Merge train and test JSON files into a single file.

```bash

python merge.py \

       \

    --output merged_train.json

```

| Argument                        | Description                                                                                       | Default Value   |

|----------------------------------|---------------------------------------------------------------------------------------------------|-----------------|

| `--train_json`                   | Path to the training dataset in JSON format.                                                      | N/A             |

| `--test_json`                    | Path to the test dataset in JSON format.                                                          | N/A             |

| `--whisper_model`, `-model`                | Choose from `tiny`, `base`, `small`, `medium`, `large`, `large-v2`, `large-v3`, `large-v3-turbo`, or provide a custom Whisper model name. | `base`             |

| `--batch_size`                   | The batch size for training and evaluation.                                                       | `16`             |

| `--gradient_accumulation_steps`, `-grad_steps`   | Number of gradient accumulation steps.                                                            | `1`             | 

| `--learning_rate`, `-lr`         | Learning rate for training.    | `2e-5`  |

| `--warmup_steps`                 | Number of warmup steps for the learning rate scheduler.                                            | `500`           |

| `--epochs`, `-e`                       | Number of epochs to train for.                                                                    | `10`            |

| `--num_workers`, `-w`            | Number of CPU workers.                                                                            | `2` |

```bash

python train.py \

    --train_json merged_train.json \

    --test_json merged_test.json \

    --whisper_model tiny \

    --batch_size 8 \

    --grad_steps 1 \

    --lr 1e-4 \

    --warmup_steps 75 \

    --epochs 10

    -w 2

```

## Results & Tracking 

_Training logs_, _loss curves_, and _WER_ can be tracked on __Comet ML__ and __TensorBoard__.
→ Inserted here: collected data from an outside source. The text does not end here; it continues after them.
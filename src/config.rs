use crate::{
    error::{ExposureError, Result},
    exposure::{SeatPosition, Side},
    route::SpeedModel,
    vars::*,
};
use log::debug;
use serde::{Deserialize, Serialize};
use std::{fs, path::Path};

/* # model switches */

/// how sun elevation enters a sample's contribution
#[derive(Clone, Copy, Debug, Default, Eq, PartialEq, Serialize, Deserialize)]
#[serde(rename_all = "snake_case")]
pub enum ElevationWeighting {
    /// full duration whenever the sun is above the horizon
    #[default]
    Gate,
    /// duration scaled by sin(elevation); changes the meaning of exposure ratios
    Sine,
}

/// how minutes are split between the front and back figures
#[derive(Clone, Copy, Debug, Default, Eq, PartialEq, Serialize, Deserialize)]
#[serde(rename_all = "snake_case")]
pub enum QuadrantSplit {
    /// first and second half of the route by cumulative distance
    #[default]
    JourneyHalf,
    /// sun ahead of the vehicle (|relative bearing| <= 90) or behind it
    SunBearing,
}

/// how side minutes are distributed along the rows
#[derive(Clone, Copy, Debug, Default, Eq, PartialEq, Serialize, Deserialize)]
#[serde(rename_all = "snake_case")]
pub enum SeatWeighting {
    /// every row of a side gets the whole-journey side total
    #[default]
    Flat,
    /// rows blend front and back minutes by their distance from the front
    RowWeighted,
}

/// share of side exposure reaching each seat position
#[derive(Clone, Copy, Debug, PartialEq, Serialize, Deserialize)]
#[serde(default)]
pub struct PositionFactors {
    pub window: f64,
    pub middle: f64,
    pub aisle: f64,
}

impl Default for PositionFactors {
    fn default() -> Self {
        Self {
            window: ATTENUATION_WINDOW,
            middle: ATTENUATION_MIDDLE,
            aisle: ATTENUATION_AISLE,
        }
    }
}

impl PositionFactors {
    pub fn factor(&self, position: SeatPosition) -> f64 {
        match position {
            SeatPosition::Window => self.window,
            SeatPosition::Middle => self.middle,
            SeatPosition::Aisle => self.aisle,
        }
    }

    fn validate(&self) -> Result<()> {
        let Self {
            window,
            middle,
            aisle,
        } = *self;
        if ![window, middle, aisle]
            .iter()
            .all(|factor| factor.is_finite() && *factor >= 0.0)
            || aisle > middle
            || middle > window
        {
            return Err(ExposureError::InvalidConfig(format!(
                "attenuation must satisfy 0 <= aisle <= middle <= window, got {:?}",
                self
            )));
        }
        Ok(())
    }
}

/// position factors shared by both sides, optionally replaced on one side
#[derive(Clone, Copy, Debug, Default, PartialEq, Serialize, Deserialize)]
#[serde(default)]
pub struct Attenuation {
    #[serde(flatten)]
    pub base: PositionFactors,
    #[serde(skip_serializing_if = "Option::is_none")]
    pub left: Option<PositionFactors>,
    #[serde(skip_serializing_if = "Option::is_none")]
    pub right: Option<PositionFactors>,
}

impl Attenuation {
    pub fn side(&self, side: Side) -> &PositionFactors {
        let own = match side {
            Side::Left => &self.left,
            Side::Right => &self.right,
        };
        own.as_ref().unwrap_or(&self.base)
    }

    pub fn factor(&self, side: Side, position: SeatPosition) -> f64 {
        self.side(side).factor(position)
    }

    pub fn validate(&self) -> Result<()> {
        self.base.validate()?;
        self.left
            .iter()
            .chain(self.right.iter())
            .try_for_each(PositionFactors::validate)
    }
}

/* # engine configuration */

#[derive(Clone, Debug, Default, PartialEq, Serialize, Deserialize)]
#[serde(default)]
pub struct EngineConfig {
    /// used when a request carries no router timing
    pub speed: SpeedModel,
    /// split segments longer than this into several sun samples
    pub sample_interval_km: Option<f64>,
    /// sun closer than this to dead ahead or dead behind lights neither side
    pub glancing_cutoff_degrees: f64,
    pub elevation_weighting: ElevationWeighting,
    pub quadrant_split: QuadrantSplit,
    pub seat_weighting: SeatWeighting,
    pub attenuation: Attenuation,
}

impl EngineConfig {
    pub fn validate(&self) -> Result<()> {
        self.speed.validate()?;

        if let Some(interval) = self.sample_interval_km {
            if !(interval.is_finite() && interval >= MIN_SAMPLE_INTERVAL_KM) {
                return Err(ExposureError::InvalidConfig(format!(
                    "sample interval must be at least {} km, got {} km",
                    MIN_SAMPLE_INTERVAL_KM, interval
                )));
            }
        }

        if !(0.0..90.0).contains(&self.glancing_cutoff_degrees) {
            return Err(ExposureError::InvalidConfig(format!(
                "glancing cutoff must lie in [0, 90), got {}",
                self.glancing_cutoff_degrees
            )));
        }

        self.attenuation.validate()?;
        Ok(())
    }

    pub fn from_json(text: &str) -> Result<Self> {
        let config = serde_json::from_str::<Self>(text)?;
        config.validate()?;
        Ok(config)
    }

    pub fn load(path: &Path) -> Result<Self> {
        debug!("loading engine configuration from {}", path.display());
        Self::from_json(&fs::read_to_string(path)?)
    }
}

#[cfg(test)]
mod test {
    use super::*;

    #[test]
    fn default_is_valid() {
        let config = EngineConfig::default();
        assert!(config.validate().is_ok());
        assert_eq!(config.speed, SpeedModel::Constant { kmh: 40.0 });
        assert_eq!(config.elevation_weighting, ElevationWeighting::Gate);
        assert_eq!(config.sample_interval_km, None);
    }

    #[test]
    fn partial_json_keeps_defaults() {
        let config = EngineConfig::from_json(
            r#"{"speed": {"constant": {"kmh": 55.0}}, "attenuation": {"aisle": 0.15}}"#,
        )
        .unwrap();
        assert_eq!(config.speed, SpeedModel::Constant { kmh: 55.0 });
        assert_eq!(config.attenuation.base.aisle, 0.15);
        assert_eq!(config.attenuation.base.middle, ATTENUATION_MIDDLE);
        assert_eq!(config.attenuation.left, None);
        assert_eq!(config.quadrant_split, QuadrantSplit::JourneyHalf);
    }

    #[test]
    fn switches_parse_from_snake_case() {
        let config = EngineConfig::from_json(
            r#"{"quadrant_split": "sun_bearing", "seat_weighting": "row_weighted",
                "elevation_weighting": "sine", "sample_interval_km": 5.0,
                "glancing_cutoff_degrees": 30.0}"#,
        )
        .unwrap();
        assert_eq!(config.quadrant_split, QuadrantSplit::SunBearing);
        assert_eq!(config.seat_weighting, SeatWeighting::RowWeighted);
        assert_eq!(config.elevation_weighting, ElevationWeighting::Sine);
        assert_eq!(config.sample_interval_km, Some(5.0));
    }

    #[test]
    fn bad_values_are_rejected() {
        assert!(matches!(
            EngineConfig::from_json(r#"{"sample_interval_km": 0.0}"#),
            Err(ExposureError::InvalidConfig(_))
        ));
        assert!(matches!(
            EngineConfig::from_json(r#"{"glancing_cutoff_degrees": 90.0}"#),
            Err(ExposureError::InvalidConfig(_))
        ));
        assert!(matches!(
            EngineConfig::from_json(r#"{"attenuation": {"aisle": 0.9}}"#),
            Err(ExposureError::InvalidConfig(_))
        ));
        assert!(matches!(
            EngineConfig::from_json("{"),
            Err(ExposureError::Request(_))
        ));
    }

    #[test]
    fn per_side_factors_override_the_base() {
        let config = EngineConfig::from_json(
            r#"{"attenuation": {"left": {"aisle": 0.25},
                                "right": {"middle": 0.4, "aisle": 0.15}}}"#,
        )
        .unwrap();
        let attenuation = config.attenuation;
        assert_eq!(attenuation.factor(Side::Left, SeatPosition::Aisle), 0.25);
        assert_eq!(attenuation.factor(Side::Left, SeatPosition::Middle), ATTENUATION_MIDDLE);
        assert_eq!(attenuation.factor(Side::Right, SeatPosition::Middle), 0.4);
        assert_eq!(attenuation.factor(Side::Right, SeatPosition::Aisle), 0.15);
        assert_eq!(attenuation.factor(Side::Right, SeatPosition::Window), 1.0);
        assert!(matches!(
            EngineConfig::from_json(r#"{"attenuation": {"right": {"aisle": 0.8}}}"#),
            Err(ExposureError::InvalidConfig(_))
        ));
    }

    #[test]
    fn sample_interval_has_a_floor() {
        for interval in ["1e-12", "0.009", "-1.0"] {
            let json = format!(r#"{{"sample_interval_km": {}}}"#, interval);
            assert!(matches!(
                EngineConfig::from_json(&json),
                Err(ExposureError::InvalidConfig(_))
            ));
        }
        let config = EngineConfig::from_json(r#"{"sample_interval_km": 0.01}"#).unwrap();
        assert_eq!(config.sample_interval_km, Some(MIN_SAMPLE_INTERVAL_KM));
    }
}
use crate::{
    config::{Attenuation, SeatWeighting},
    error::{ExposureError, Result},
    exposure::accumulator::{ExposureTotals, Side},
    vars::*,
};
use log::trace;
use ord_subset::OrdSubsetIterExt;
use serde::{Deserialize, Serialize};

/* # layout */

#[derive(Clone, Copy, Debug, Eq, PartialEq, Serialize, Deserialize)]
#[serde(rename_all = "lowercase")]
pub enum SeatPosition {
    Window,
    Middle,
    Aisle,
}

/// a seat of the static vehicle template
#[derive(Clone, Debug, Eq, PartialEq, Serialize)]
pub struct SeatSpec {
    pub seat_id: String,
    pub row: u32,
    pub side: Side,
    pub position: SeatPosition,
}

/// rows of seats, each side listed from letter A outwards
#[derive(Clone, Debug, PartialEq, Serialize, Deserialize)]
pub struct SeatLayout {
    pub rows: u32,
    pub left: Vec<SeatPosition>,
    pub right: Vec<SeatPosition>,
}

impl Default for SeatLayout {
    /// twelve rows, window-aisle on the left and aisle-middle-window on the right
    fn default() -> Self {
        Self {
            rows: TOTAL_ROWS,
            left: vec![SeatPosition::Window, SeatPosition::Aisle],
            right: vec![
                SeatPosition::Aisle,
                SeatPosition::Middle,
                SeatPosition::Window,
            ],
        }
    }
}

impl SeatLayout {
    pub fn validate(&self) -> Result<()> {
        if self.rows == 0 || (self.left.is_empty() && self.right.is_empty()) {
            return Err(ExposureError::InvalidConfig(
                "seat layout has no seats".to_string(),
            ));
        }
        if self.left.len() > 26 || self.right.len() > 26 {
            return Err(ExposureError::InvalidConfig(
                "more seats on a side than seat letters".to_string(),
            ));
        }
        Ok(())
    }

    /// enumerate every seat, row by row, left side first
    pub fn template(&self) -> Vec<SeatSpec> {
        (1..=self.rows)
            .flat_map(|row| {
                [(Side::Left, &self.left), (Side::Right, &self.right)]
                    .into_iter()
                    .flat_map(move |(side, positions)| {
                        positions
                            .iter()
                            .enumerate()
                            .map(move |(j, position)| SeatSpec {
                                seat_id: seat_id(side, row, j),
                                row,
                                side,
                                position: *position,
                            })
                    })
            })
            .collect()
    }
}

fn seat_id(side: Side, row: u32, index: usize) -> String {
    let prefix = match side {
        Side::Left => 'L',
        Side::Right => 'R',
    };
    format!("{}{}{}", prefix, row, (b'A' + index as u8) as char)
}

/* # scores */

#[derive(Clone, Copy, Debug, Eq, PartialEq, Serialize)]
#[serde(rename_all = "lowercase")]
pub enum ExposureBand {
    Low,
    Moderate,
    High,
}

impl ExposureBand {
    pub fn from_ratio(ratio: f64) -> Self {
        if ratio >= BAND_HIGH {
            ExposureBand::High
        } else if ratio >= BAND_MODERATE {
            ExposureBand::Moderate
        } else {
            ExposureBand::Low
        }
    }
}

#[derive(Clone, Debug, PartialEq, Serialize)]
pub struct SeatResult {
    pub seat_id: String,
    pub row: u32,
    pub side: Side,
    pub position: SeatPosition,
    pub exposure_minutes: f64,
    pub exposure_ratio: f64,
    pub band: ExposureBand,
}

/// turns side totals into per-seat exposure
#[derive(Clone, Debug)]
pub struct SeatExposureModel {
    pub attenuation: Attenuation,
    pub weighting: SeatWeighting,
    pub rows: u32,
}

impl SeatExposureModel {
    pub fn new(attenuation: Attenuation, weighting: SeatWeighting, layout: &SeatLayout) -> Self {
        Self {
            attenuation,
            weighting,
            rows: layout.rows,
        }
    }

    fn side_minutes(&self, seat: &SeatSpec, totals: &ExposureTotals) -> f64 {
        match self.weighting {
            SeatWeighting::Flat => totals.whole.get(seat.side),
            SeatWeighting::RowWeighted => {
                let rows = f64::from(self.rows);
                let back = f64::from(seat.row) / rows;
                (1.0 - back) * totals.front.get(seat.side) + back * totals.back.get(seat.side)
            }
        }
    }

    /// exposure minutes of a single seat
    pub fn score(&self, seat: &SeatSpec, totals: &ExposureTotals) -> f64 {
        self.side_minutes(seat, totals) * self.attenuation.factor(seat.side, seat.position)
    }

    /// score every seat, normalising against the worst seat of this journey
    pub fn score_all(&self, seats: &[SeatSpec], totals: &ExposureTotals) -> Vec<SeatResult> {
        let minutes = seats
            .iter()
            .map(|seat| self.score(seat, totals))
            .collect::<Vec<f64>>();
        let worst = minutes
            .iter()
            .copied()
            .ord_subset_max()
            .unwrap_or(0.0);
        trace!("worst seat exposed for {:.2} min", worst);

        seats
            .iter()
            .zip(minutes.into_iter())
            .map(|(seat, exposure_minutes)| {
                let exposure_ratio = if worst > 0.0 {
                    exposure_minutes / worst
                } else {
                    0.0
                };
                SeatResult {
                    seat_id: seat.seat_id.clone(),
                    row: seat.row,
                    side: seat.side,
                    position: seat.position,
                    exposure_minutes,
                    exposure_ratio,
                    band: ExposureBand::from_ratio(exposure_ratio),
                }
            })
            .collect()
    }
}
| **Model Name**    | **Parameters** | **Eval Loss** | **WER** | **Epochs** | **Batch Size** | **Learning Rate** | **Link** |

|-------------------|----------------|---------------|---------|------------|----------------|--------------------|------------------------|

| **Whisper Tiny**       | 39 M             | 0.3751        | 0.1311  | 10         | 4              | 1e-4               | [🤗](https://huggingface.co/luluw/whisper-tiny)  |

| **Whisper Base**       | 74 M             | 0.2331        | 0.0992  | 10         | 16             | 2e-05              | [🤗](https://huggingface.co/luluw/whisper-base)  |

| **Whisper Small**      | 224 M            | 0.1889        | 0.0811  | 10         | 16             | 2e-05              | [🤗](https://huggingface.co/luluw/whisper-small) |

| **Whisper Medium**     | 769 M            | 0.1404        | 0.0645  | 5          | 8              | 2e-05              | [🤗](https://huggingface.co/luluw/whisper-medium) |

![WER](assets/eval_wer.png)

## Pushing to Hugging Face Hub 🤗

The script is designed to __automatically push the best trained model to the Hugging Face Hub__. Make sure you have set up your Hugging Face credentials properly.

## License

This project is licensed under the MIT License. See the [LICENSE](LICENSE) file for details.